Two other features of the Stephens-Wallerstein data are also noteworthy. First, the sample is not generated by any known probability mechanism such as random sampling. The 20 countries comprising the sample were chosen because they experienced a continuous history of political democracy since World War II (Wallerstein 1989, 489). In the absence of some rather fanciful assumptions about probability features of the data-generating mechanism, the classical model of statistical inference is inappropriate. Second, the weak data problem that results from collinearity is compounded by the small sample that provides little statistical power. Stephens implicitly recognizes this problem in the analysis by using a relatively large level of statistical significance (.1). Here, then, is a classic example of weak data generated by an unknown probability mechanism in a TABULAR DATA OMITTED comparative setting. Our data are taken from, and described by, Stephens (Stephens and Wallerstein 1991). Note that labor-force size is measured on the log scale, so that the coefficients express the changes in union density in response to percentage changes in labor-force size. Economic concentration is measured as a ratio to U.S. economic concentration, so that the coefficients express the change in union density as a result of a country's change in economic concentration in relation to the United States.
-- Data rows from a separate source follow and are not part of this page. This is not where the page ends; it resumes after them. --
use crate::error::Result;
use crate::schema::CanonicalField;
use async_trait::async_trait;
use serde::{Deserialize, Serialize};

/// A canonical field proposed for a source column by an external matcher.
#[derive(Debug, Clone, PartialEq, Serialize, Deserialize)]
pub struct SemanticCandidate {
    pub field: CanonicalField,
    pub confidence: f64,
    #[serde(default)]
    pub reasoning: Option<String>,
}

/// External capability that suggests canonical fields for a column name
/// the local strategies could not place (usually a hosted language model).
#[async_trait]
pub trait SemanticMatcher: Send + Sync {
    async fn suggest(&self, column: &str) -> Result<Vec<SemanticCandidate>>;
}
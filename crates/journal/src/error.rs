//! Journal error types

use std::io;
use std::path::PathBuf;
use thiserror::Error;

/// Result type for journal operations
pub type Result<T> = std::result::Result<T, JournalError>;

/// Errors returned by the commit log journal
#[derive(Debug, Error)]
pub enum JournalError {
    /// Filesystem operation failed
    #[error("journal io error on '{path}': {source}")]
    Io {
        /// File or directory involved
        path: PathBuf,
        /// Underlying IO error
        #[source]
        source: io::Error,
    },

    /// Commit requested for an offset that was never appended
    #[error("cannot commit offset {offset}: log end offset is {log_end_offset}")]
    CommitBeyondEnd {
        /// Requested offset
        offset: u64,
        /// Current log end offset
        log_end_offset: u64,
    },

    /// Payload longer than the record length field can describe
    #[error("payload of {size} bytes exceeds the {max} byte record limit")]
    RecordTooLarge {
        /// Payload size
        size: u64,
        /// Largest encodable payload
        max: u64,
    },

    /// Journal was closed
    #[error("journal is closed")]
    Closed,
}

impl JournalError {
    /// Create an Io error for `path`
    pub fn io(path: impl Into<PathBuf>, source: io::Error) -> Self {
        Self::Io {
            path: path.into(),
            source,
        }
    }
}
What light can Bayesian regression analysis shed on the Stephens-Wallerstein debate? From the Bayesian perspective, the source of the controversy between Stephens and Wallerstein is the data that are not strong enough to allow a convincing resolution one way or another. Both researchers informally enlist more information to support their arguments. In Wallerstein's case, this information is a formal theory about the relationship between labor-force size and union density. For Stephens, supplementary information comes from historical material and, in particular, the research of Kjellberg (1983). The Bayesian approach allows the information informally introduced into the analysis by Stephens and Wallerstein to enter formally through a prior distribution.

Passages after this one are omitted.